Wednesday, February 18, 2009

Today was Marty's birthday, although it has been more of a b.d. week. Yesterday morning we spent at the eye doctor and then he kept me company while I shopped for a car (still pending). He spent his birthday at the office and we ate leftovers tonight. But don't worry -- tomorrow, I am invited to a lunch party at the office that his employees are throwing for him. And Saturday night we are going to dinner with all six of our children and four spouses: my treat. I stayed home doing car research this morning and by the afternoon, I decided to make a gelatin plate and print on paper to amuse myself. I had the yucky plate left over from Friday's deal with the grands, so I melted it in the microwave, strained out the bits of paint and gunk, and added it to the last of the gelatin to make a strong, 9x13 plate. I used textile paint and it worked fine on the paper. Here are a couple of the prints.
The one I like best is the paper towel print.
Tonight, thinking I would do some collage, I unearthed my treasure trove of ephemera. I hadn't looked at it in so long that I had forgotten it contained some long-lost favorite inspirations. And I realized two things:
  1. All of these photos speak to me with a common voice.
  2. All, except the last one, predate 9/11.
Shop window, Venice, Sept 1999
February 2000
What do you see as a common voice in these photographs? And more to the point, why do they appeal to me so strongly? (I don't expect you to answer this). And now, after having stayed up till an ungodly hour last night, I am going to bed.


Helen Conway said...

Irregular grids. And the appeal becuase grids give us a sense of continuity and certainty with their repetition whilst the irregularity takes you just far enough from that to give a sense of excitement and variety - daring even - whilst still remeining within the bounds of saftey? (Say it with conviction and it sounds good!)

Eva said...

Menacing quietness. That's what they to me have in common. Exept the thread spools, maybe. And regularity with lost sense.
Yesterday I read a newspaper from 1944. There were ads like "typewriting assistant wanted" for offices in Hamburg. Which was in ruins since 1943. The address mentioned was in ruins. What jobs did they do and how?
The flip flops in the first picture -- maybe the women puts them in order, though the child isn't coming back... Sad pictures to me, even if there is no visible damage.

Eva said...

woman, I meant to type. -- The second print has an amazing photographic touch.

Petit Patch said...

amicalement, Smaranda

kathy said...

Architectural elements, grids...what's not to like? I love them too! And your gelatin print.

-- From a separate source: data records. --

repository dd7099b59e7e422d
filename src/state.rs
use crate::config::Config;
use axum::extract::FromRef;
use sqlx::SqlitePool;

#[derive(Clone)]
pub struct AppState {
    pub pool: SqlitePool,
    pub config: Config,
}

impl FromRef<AppState> for SqlitePool {
    fn from_ref(state: &AppState) -> Self {
        state.pool.clone()
    }
}

impl FromRef<AppState> for Config {
    fn from_ref(state: &AppState) -> Self {
        state.config.clone()
    }
}
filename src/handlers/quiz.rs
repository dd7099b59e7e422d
// src/handlers/quiz.rs

use axum::{
    Extension, Json,
    extract::{Query, State},
    http::StatusCode,
    response::IntoResponse,
};
use serde::Deserialize;
use sqlx::SqlitePool;

use crate::{
    db,
    error::AppError,
    models::{
        exam_mode::ExamMode,
        score::{NewScore, SubmitScoreRequest},
    },
    quiz,
    utils::jwt::Claims,
};

#[derive(Debug, Deserialize)]
pub struct GenerateParams {
    pub mode: Option<ExamMode>,
    pub count: Option<usize>,
    /// Comma-separated category names, e.g. "CLR,Mouvement".
    pub categories: Option<String>,
}

/// Composes a randomized quiz. An official mode fixes the question count and
/// category set; otherwise `count` and `categories` drive an ad-hoc quiz.
pub async fn generate_quiz(
    State(pool): State<SqlitePool>,
    Query(params): Query<GenerateParams>,
) -> Result<impl IntoResponse, AppError> {
    let (count, categories) = match params.mode.and_then(ExamMode::config) {
        Some(config) => (
            config.question_count,
            config.categories.iter().map(|c| c.to_string()).collect(),
        ),
        None => {
            let categories: Vec<String> = params
                .categories
                .as_deref()
                .unwrap_or("")
                .split(',')
                .map(str::trim)
                .filter(|c| !c.is_empty())
                .map(String::from)
                .collect();
            (params.count.unwrap_or(100), categories)
        }
    };

    let catalog = db::question::all_with_answers(&pool).await?;
    let questions = quiz::compose(catalog, count, &categories, &mut rand::thread_rng());

    Ok(Json(serde_json::json!({ "questions": questions })))
}

#[derive(Debug, Deserialize)]
pub struct LeaderboardParams {
    pub mode: ExamMode,
    pub limit: Option<i64>,
}

/// Best attempt per user for an official mode.
pub async fn get_leaderboard(
    State(pool): State<SqlitePool>,
    Query(params): Query<LeaderboardParams>,
) -> Result<impl IntoResponse, AppError> {
    let limit = params.limit.unwrap_or(20).clamp(1, 100);
    let leaderboard = db::score::leaderboard(&pool, params.mode, limit).await?;

    Ok(Json(serde_json::json!({ "leaderboard": leaderboard })))
}

/// Submits a completed attempt.
///
/// * Validates the mode before touching storage.
/// * Rescores the attempt server-side from the presented question sequence.
/// * Persists the score row, then best-effort updates the per-question
///   outcome counters - a counter failure never fails the submission.
pub async fn submit_score(
    State(pool): State<SqlitePool>,
    Extension(claims): Extension<Claims>,
    Json(payload): Json<SubmitScoreRequest>,
) -> Result<impl IntoResponse, AppError> {
    if !payload.exam_mode.is_official() {
        return Err(AppError::Validation(format!(
            "Exam mode '{}' is not eligible for the scoreboard",
            payload.exam_mode
        )));
    }
    if payload.question_ids.is_empty() {
        return Err(AppError::Validation("No questions submitted".to_string()));
    }
    if payload.answers.len() > payload.question_ids.len() {
        return Err(AppError::Validation(
            "More answers than presented questions".to_string(),
        ));
    }

    let questions = db::question::by_ids(&pool, &payload.question_ids).await?;
    let result = quiz::calculate_result(&questions, &payload.answers, payload.time_spent);

    let saved = db::score::save(
        &pool,
        &NewScore {
            user_id: claims.sub.clone(),
            exam_mode: payload.exam_mode,
            score: result.score,
            total_questions: result.total_questions,
            correct_answers: result.correct_answers,
            time_spent: result.time_spent,
            category_scores: result.category_scores,
        },
    )
    .await?;

    for (index, question) in questions.iter().enumerate() {
        let Some(answer) = payload.answers.get(index) else {
            continue;
        };
        if let Err(err) = db::question::record_outcome(&pool, question.id, answer.is_correct).await
        {
            tracing::warn!(question_id = question.id, "statistics update failed: {err}");
        }
    }

    Ok((
        StatusCode::CREATED,
        Json(serde_json::json!({ "success": true, "score": saved })),
    ))
}

/// The signed-in user's profile and aggregate statistics.
pub async fn get_profile(
    State(pool): State<SqlitePool>,
    Extension(claims): Extension<Claims>,
) -> Result<impl IntoResponse, AppError> {
    let user = db::user::get(&pool, &claims.sub).await?;
    let stats = db::score::user_stats(&pool, &claims.sub).await?;

    Ok(Json(serde_json::json!({ "user": user, "stats": stats })))
}
// src/lib.rs

pub mod config;
pub mod db;
pub mod error;
pub mod handlers;
pub mod models;
pub mod quiz;
pub mod routes;
pub mod state;
pub mod utils;

// Re-export specific items for convenience if needed
pub use routes::create_router;
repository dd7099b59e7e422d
// src/db/category.rs

use chrono::Utc;
use sqlx::SqlitePool;

use crate::error::AppError;
use crate::models::category::Category;

/// The reference categories the question bank ships with. Seeding is
/// idempotent: slugs are unique and re-runs are ignored.
const DEFAULT_CATEGORIES: [(&str, &str); 4] = [
    ("Mouvement", "mouvement"),
    ("CLR", "clr"),
    ("Organisationnel", "organisationnel"),
    ("Trésorerie", "tresorerie"),
];

pub async fn list(pool: &SqlitePool) -> Result<Vec<Category>, AppError> {
    let categories = sqlx::query_as::<_, Category>(
        "SELECT id, name, slug, description, created_at FROM categories ORDER BY name",
    )
    .fetch_all(pool)
    .await?;

    Ok(categories)
}

pub async fn create(
    pool: &SqlitePool,
    name: &str,
    slug: &str,
    description: Option<&str>,
) -> Result<Category, AppError> {
    let created_at = Utc::now();

    let id: i64 = sqlx::query_scalar(
        "INSERT INTO categories (name, slug, description, created_at) VALUES (?, ?, ?, ?) RETURNING id",
    )
    .bind(name)
    .bind(slug)
    .bind(description)
    .bind(created_at)
    .fetch_one(pool)
    .await
    .map_err(|e| match AppError::from(e) {
        AppError::Conflict(_) => AppError::Conflict(format!("Category slug '{slug}' already exists")),
        other => other,
    })?;

    Ok(Category {
        id,
        name: name.to_string(),
        slug: slug.to_string(),
        description: description.map(str::to_string),
        created_at,
    })
}

/// Looks up a category id, returning `ReferentialIntegrity` when absent.
/// Called before transactions that reference a category.
pub async fn ensure_exists(pool: &SqlitePool, category_id: i64) -> Result<(), AppError> {
    let found: Option<i64> = sqlx::query_scalar("SELECT id FROM categories WHERE id = ?")
        .bind(category_id)
        .fetch_optional(pool)
        .await?;

    found
        .map(|_| ())
        .ok_or_else(|| AppError::ReferentialIntegrity(format!("Category {category_id} does not exist")))
}

/// Startup seeding of the fixed category set.
pub async fn seed_defaults(pool: &SqlitePool) -> Result<(), AppError> {
    for (name, slug) in DEFAULT_CATEGORIES {
        sqlx::query("INSERT OR IGNORE INTO categories (name, slug, created_at) VALUES (?, ?, ?)")
            .bind(name)
            .bind(slug)
            .bind(Utc::now())
            .execute(pool)
            .await?;
    }
    Ok(())
}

Lisa, Procrastinator Extraordinaire said...

To me they illustrate the organization of different elements in your life.

JaAnBe said...

The geometrical forms are all manmade and I started to think, that's what makes them relatable - the geometry marks them as manmade. But then I thought of crystal structures. So, are these forms manmade "crystals"? I personally think nature does the crystal thing better than we do. Thanks for an interesting exercise for the little grey cells.